> [TASK GOAL] Word for word, please restate the lines from the beginning of the data through the line in which "the queue works." appears.

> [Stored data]

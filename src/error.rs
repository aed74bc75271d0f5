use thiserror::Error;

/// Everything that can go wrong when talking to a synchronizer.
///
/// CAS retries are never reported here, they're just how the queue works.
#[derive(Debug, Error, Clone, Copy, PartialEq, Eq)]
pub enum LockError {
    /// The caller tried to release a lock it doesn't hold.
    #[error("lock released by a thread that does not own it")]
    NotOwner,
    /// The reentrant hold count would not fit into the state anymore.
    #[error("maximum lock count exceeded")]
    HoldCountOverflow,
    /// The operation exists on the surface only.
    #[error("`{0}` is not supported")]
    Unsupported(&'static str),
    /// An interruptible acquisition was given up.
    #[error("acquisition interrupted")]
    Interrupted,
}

> [EXERCISE OUTPUT]
filename src/error.rs
repository aed74bc75271d0f5
use thiserror::Error;

/// Everything that can go wrong when talking to a synchronizer.
///
/// CAS retries are never reported here, they're just how the queue works.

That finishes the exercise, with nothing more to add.